Re: Statistics Import and Export

From: jian he <jian(dot)universality(at)gmail(dot)com>
To: Corey Huinker <corey(dot)huinker(at)gmail(dot)com>
Cc: Jeff Davis <pgsql(at)j-davis(dot)com>, Nathan Bossart <nathandbossart(at)gmail(dot)com>, Bruce Momjian <bruce(at)momjian(dot)us>, Matthias van de Meent <boekewurm+postgres(at)gmail(dot)com>, Tom Lane <tgl(at)sss(dot)pgh(dot)pa(dot)us>, Magnus Hagander <magnus(at)hagander(dot)net>, Stephen Frost <sfrost(at)snowman(dot)net>, Ashutosh Bapat <ashutosh(dot)bapat(dot)oss(at)gmail(dot)com>, Peter Smith <smithpb2250(at)gmail(dot)com>, PostgreSQL Hackers <pgsql-hackers(at)lists(dot)postgresql(dot)org>, alvherre(at)alvh(dot)no-ip(dot)org
Subject: Re: Statistics Import and Export
Date: 2025-01-20 08:21:35
Message-ID: CACJufxGuRPfd70NwogkRE26cZcKGrR9gjG4OiH18tu=BnyezHA@mail.gmail.com
Views: Raw Message | Whole Thread | Download mbox | Resend email
Thread:
Lists: pgsql-hackers

On Thu, Jan 16, 2025 at 4:56 AM Corey Huinker <corey(dot)huinker(at)gmail(dot)com> wrote:
>>
>>
>>
>> I do like the idea of a "Statistics for ..." prefix, and I think it's
>> doable.
>
>
> And that's now implemented.
>
>
>> The caller needs some knowledge about that anyway, to correctly output
>> the statistics dump when the schema is not requested. Tests should
>> cover those cases, too.
>
>
> Tests for pg_dump --no-statistics and pg_dump --schema-only were added. Rebased to master as of today.
>
> I'm not completely happy with this patch, as I had to comment out one check in pg_backup_archiver that seemed necessary, but perhaps another set of eyes will set me straight.
>
> Attached is just the pg_dump stuff, and only for relation/attribute stats. The extended stats and vacuumdb work will be in their own threads going forward.

hi
The current v38 implementation allows statistics to be placed in
either SECTION_DATA or SECTION_POST_DATA.
IMHO, moving all statistics to the SECTION_POST_DATA section would
simplify things.
Attached is a patch that implements this change, (based on your patch,
obviously)

Reasoning making statistics in SECTION_POST_DATA are:
* statistics in multi sections will make the --section
handle statistics more harder for pg_dump and pg_restore.

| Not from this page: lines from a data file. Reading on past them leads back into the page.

pub mod a11y;
pub mod input;
pub mod model;
pub mod text;

// Re-export key types for easier usage
pub use a11y::PagedScreenReaderStrategy;
pub use input::{
    DeduceOptions, InputDelta, InputTracker, MemoryTextArea, TextAreaState, TextAreaWrapper,
    deduce_input, deduce_input_with,
};
pub use model::{EndOfLinePreference, LineModel, Patch, Position, Selection, TextModel};
use super::{DeduceOptions, InputDelta, TextAreaState, TextAreaWrapper, deduce_input_with};
use crate::a11y::PagedScreenReaderStrategy;
use crate::model::{LineModel, Selection};

/// Owns the last known widget snapshot and turns widget changes into deltas.
///
/// Every call to [`on_input`](Self::on_input) must see the widget state that
/// directly follows the one stored from the previous call; writing screen
/// reader content through the tracker keeps that pairing intact.
#[derive(Debug, Clone, Default)]
pub struct InputTracker {
    state: TextAreaState,
    options: DeduceOptions,
    pager: PagedScreenReaderStrategy,
}

impl InputTracker {
    pub fn new(options: DeduceOptions, pager: PagedScreenReaderStrategy) -> Self {
        Self {
            state: TextAreaState::EMPTY,
            options,
            pager,
        }
    }

    pub fn last_state(&self) -> &TextAreaState {
        &self.state
    }

    /// Forget the last snapshot, e.g. after the widget lost focus
    pub fn reset(&mut self) {
        self.state = TextAreaState::EMPTY;
    }

    /// Read the widget and deduce what changed since the last snapshot
    pub fn on_input<W: TextAreaWrapper + ?Sized>(&mut self, widget: &W) -> InputDelta {
        let current = TextAreaState::read_from(widget);
        let delta = deduce_input_with(&self.state, &current, &self.options);
        log::debug!("{} -> {}: {:?}", self.state, current, delta);
        self.state = current;
        delta
    }

    /// Page the model around `selection` and push the page into the widget
    pub fn write_screen_reader_content<W, M>(
        &mut self,
        widget: &mut W,
        model: &M,
        selection: Selection,
        reason: &str,
    ) -> &TextAreaState
    where
        W: TextAreaWrapper + ?Sized,
        M: LineModel + ?Sized,
    {
        let page = self.pager.from_editor_selection(&self.state, model, selection);
        page.write_to(widget, reason, true);
        self.state = page;
        &self.state
    }
}
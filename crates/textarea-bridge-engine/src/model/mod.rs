/*!
 * # Line Model
 *
 * The structured side of the bridge. The screen reader pager only needs a
 * read-only, line-oriented view of the document, expressed by [`LineModel`].
 * [`TextModel`] is the xi-rope backed implementation used by the tracker,
 * the CLI and the tests; it also consumes [`InputDelta`](crate::InputDelta)s
 * produced by the differ.
 *
 * Positions are 1-based and columns count UTF-16 code units so that they
 * line up with the offsets a native widget reports.
 */

pub mod patch;
pub mod position;
pub mod text_model;

pub use patch::Patch;
pub use position::{Position, Selection};
pub use text_model::{ModelError, TextModel};

/// Line separator used when a range spanning several lines is read back.
#[derive(Debug, Clone, Copy, PartialEq, Eq, Default)]
pub enum EndOfLinePreference {
    /// Use the separator the model detected in its own text.
    #[default]
    TextDefined,
    Lf,
    CrLf,
}

/// Read-only, line-oriented access to a structured document.
pub trait LineModel {
    /// Number of lines; an empty document has one empty line.
    fn line_count(&self) -> usize;

    /// `1 + utf16_len(line)`; the column just past the last character.
    fn line_max_column(&self, line_number: usize) -> usize;

    /// Text between `range.start` and `range.end`, with line breaks rendered
    /// according to `eol`.
    fn value_in_range(&self, range: Selection, eol: EndOfLinePreference) -> String;
}
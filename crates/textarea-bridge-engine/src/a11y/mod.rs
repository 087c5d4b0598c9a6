//! Screen reader support.

pub mod pager;

pub use pager::{DEFAULT_LINES_PER_PAGE, DEFAULT_MAX_CHARS, PagedScreenReaderStrategy};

* current doc in --schema-only says
"It is similar to, but for historical reasons not identical to, specifying
--section=pre-data --section=post-data.".
section span two sections making this sentence not less accurate.
Also, if we want to use --section option to dump all the statistics, we
need to use --data and --post-data together to get all the statistics.

* generally, --post-data section takes less time then --data section,
so putting it in SECTION_POST_DATA won't "cost" us that much.

* repairDependencyLoop, repairMatViewBoundaryMultiLoop is quite hard
to comprehend.
make statistics in SECTION_POST_DATA can make use not to think about
these changes.
also seems there is no materialized view statistics dump and restore
tests in src/bin/pg_dump/t/002_pg_dump.pl

* There are many REQ_DATA or REQ_SCHEMA occurrences, for each
occurrence, we may need to consider REQ_STATS.
make the statistics in SECTION_POST_DATA, then we don't need REQ_STATS.

what do you think?

This issue [1] seems not yet resolved.
[1] https://postgr.es/m/Z22kX5x2IhNb8kHE@momjian.us
even if pg_upgrade has options --with-statistics and --with-statistics.
we still need a sentence to mention which option is default?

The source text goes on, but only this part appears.